Host Multiple Dinners

  • Use all the rules above but you can also host multiple dinners. Give each holiday the spotlight if you are together for more than just Christmas Day. My Taiwanese family celebrate Winter Solstice which happens a few days before Christmas. We have a traditional Chinese hotpot for Winter Solstice and then a traditonal turkey dinner on Christmas Day. If you have a big family you can all take turns hosting throughout the holiday season. Decide where you want to spend Christmas Eve, Christmas Day, Boxing Day, and even New Year's Eve. Don't forget to leave time to yourselves so aren't overwhelmed with gatherings and engagements.

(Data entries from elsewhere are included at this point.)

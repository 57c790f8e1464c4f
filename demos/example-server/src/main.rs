//! Example Server
//!
//! JSON-RPC server over HTTP exposing `add`, `subtract` and `echo`, and
//! logging every response it sends.
//!
//! Usage:
//! ```bash
//! # Default (0.0.0.0:8007, endpoint /jsonrpc)
//! RUST_LOG=info cargo run --package example-server
//!
//! # Custom port and path
//! RUST_LOG=info cargo run --package example-server -- --port 9000 --path /rpc
//!
//! curl -s localhost:8007/jsonrpc \
//!   -d '{"jsonrpc":"2.0","method":"add","params":[1,2],"id":1}'
//! ```

use std::net::{IpAddr, SocketAddr};

use anyhow::Result;
use clap::Parser;
use serde_json::{Value, json};
use tracing::info;

use jsonrpc_http_server::HttpJsonRpcServer;
use jsonrpc_server_core::prelude::*;

/// Command-line arguments for the example server
#[derive(Parser, Debug)]
#[command(name = "example-server")]
#[command(about = "Example JSON-RPC 2.0 server with add, subtract and echo")]
struct Args {
    /// Address to bind the server to
    #[arg(long, default_value = "0.0.0.0")]
    host: IpAddr,

    /// Port to bind the server to
    #[arg(short, long, default_value = "8007")]
    port: u16,

    /// Path of the JSON-RPC endpoint
    #[arg(long, default_value = "/jsonrpc")]
    path: String,

    /// Only allow cross-origin calls from this origin
    #[arg(long)]
    allowed_origin: Option<String>,

    /// Maximum request body size in bytes
    #[arg(long, default_value = "1048576")]
    max_body_size: usize,
}

/// Logs one line per response: the request description, the id and the
/// result or error.
struct ExampleEvents;

impl ServerEvents for ExampleEvents {
    fn log(&self, envelope: &ResponseEnvelope, request: &str, had_error: bool) {
        if envelope.is_empty() {
            info!("{} (no response, error: {})", request, had_error);
            return;
        }
        for response in envelope.responses() {
            let id = response
                .id
                .as_ref()
                .map_or_else(|| "null".to_string(), ToString::to_string);
            match &response.outcome {
                ResponseOutcome::Result(value) => info!("{} {} {}", request, id, describe(value)),
                ResponseOutcome::Error(error) => info!("{} {} {}", request, id, error),
            }
        }
    }
}

fn describe(value: &RpcValue) -> String {
    match value.to_json() {
        Ok(json) => json.to_string(),
        Err(e) => format!("<unencodable: {}>", e),
    }
}

/// Integer arithmetic when both operands are integers and the result fits,
/// floating point otherwise.
fn arithmetic(
    params: &Params,
    checked: fn(i64, i64) -> Option<i64>,
    float: fn(f64, f64) -> f64,
) -> MethodResult {
    let a: Value = params.arg("a")?;
    let b: Value = params.arg("b")?;

    if let (Some(x), Some(y)) = (a.as_i64(), b.as_i64()) {
        if let Some(result) = checked(x, y) {
            return Ok(json!(result).into());
        }
    }
    match (a.as_f64(), b.as_f64()) {
        (Some(x), Some(y)) => Ok(json!(float(x, y)).into()),
        _ => Err(MethodError::invalid_params(format!(
            "operands must be numbers, got {} and {}",
            a, b
        ))),
    }
}

async fn add(params: Params) -> MethodResult {
    arithmetic(&params, i64::checked_add, |x, y| x + y)
}

async fn subtract(params: Params) -> MethodResult {
    arithmetic(&params, i64::checked_sub, |x, y| x - y)
}

async fn echo(params: Params) -> MethodResult {
    Ok(params.arg::<Value>("v")?.into())
}

#[tokio::main]
async fn main() -> Result<()> {
    tracing_subscriber::fmt()
        .with_env_filter(
            tracing_subscriber::EnvFilter::try_from_default_env()
                .unwrap_or_else(|_| tracing_subscriber::EnvFilter::new("info")),
        )
        .with_target(false)
        .init();

    let args = Args::parse();

    let registry = MethodRegistry::new()
        .register("add", ParamShape::named(["a", "b"]), handler_fn(add))
        .register("subtract", ParamShape::named(["a", "b"]), handler_fn(subtract))
        .register("echo", ParamShape::named(["v"]), handler_fn(echo));
    info!("Methods: {}", registry.method_names().join(", "));

    let mut builder = HttpJsonRpcServer::builder(registry)
        .bind_address(SocketAddr::new(args.host, args.port))
        .path(args.path)
        .max_body_size(args.max_body_size)
        .events(ExampleEvents);
    if let Some(origin) = args.allowed_origin {
        builder = builder.allowed_origin(origin);
    }
    let server = builder.build()?;

    let listener = tokio::net::TcpListener::bind(server.config().bind_address).await?;
    server
        .serve(listener, async {
            if let Err(e) = tokio::signal::ctrl_c().await {
                tracing::error!("Failed to listen for shutdown signal: {}", e);
            }
        })
        .await?;

    Ok(())
}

Create a new tradition that is just yours

  • You are probably bending over backwards to try to please everyone so don't forget about your little family that is just you and your husband or your kids. Your new tradition may take place during the large group dinner or after everyone has left. Whatever you decide, take time to celebrate your way and bond over the holidays. Your children will want a tradition they can pass down too.

Gifts

  • Decide ahead of time if you will be exchanging gifts and inform all the guests well in advance. Create a budget for presents for the children so it doesn't feel awkward when someone has treated them to a Playstation and another gifts a box of cookies. Secret Santa is also a fun gift giving idea so everyone isn't obligated to buy and bring a present for everyone.

The 2020 way

  • This year the majority of us will not be able to be with family for the holidays. Don't forget to keep up their traditions with your children and show them you are celebrating their way too. We live in an amazing time with Facetime and Zoom at our disposal. Plan your holiday meal virtually and share all your different festive spreads from around the world.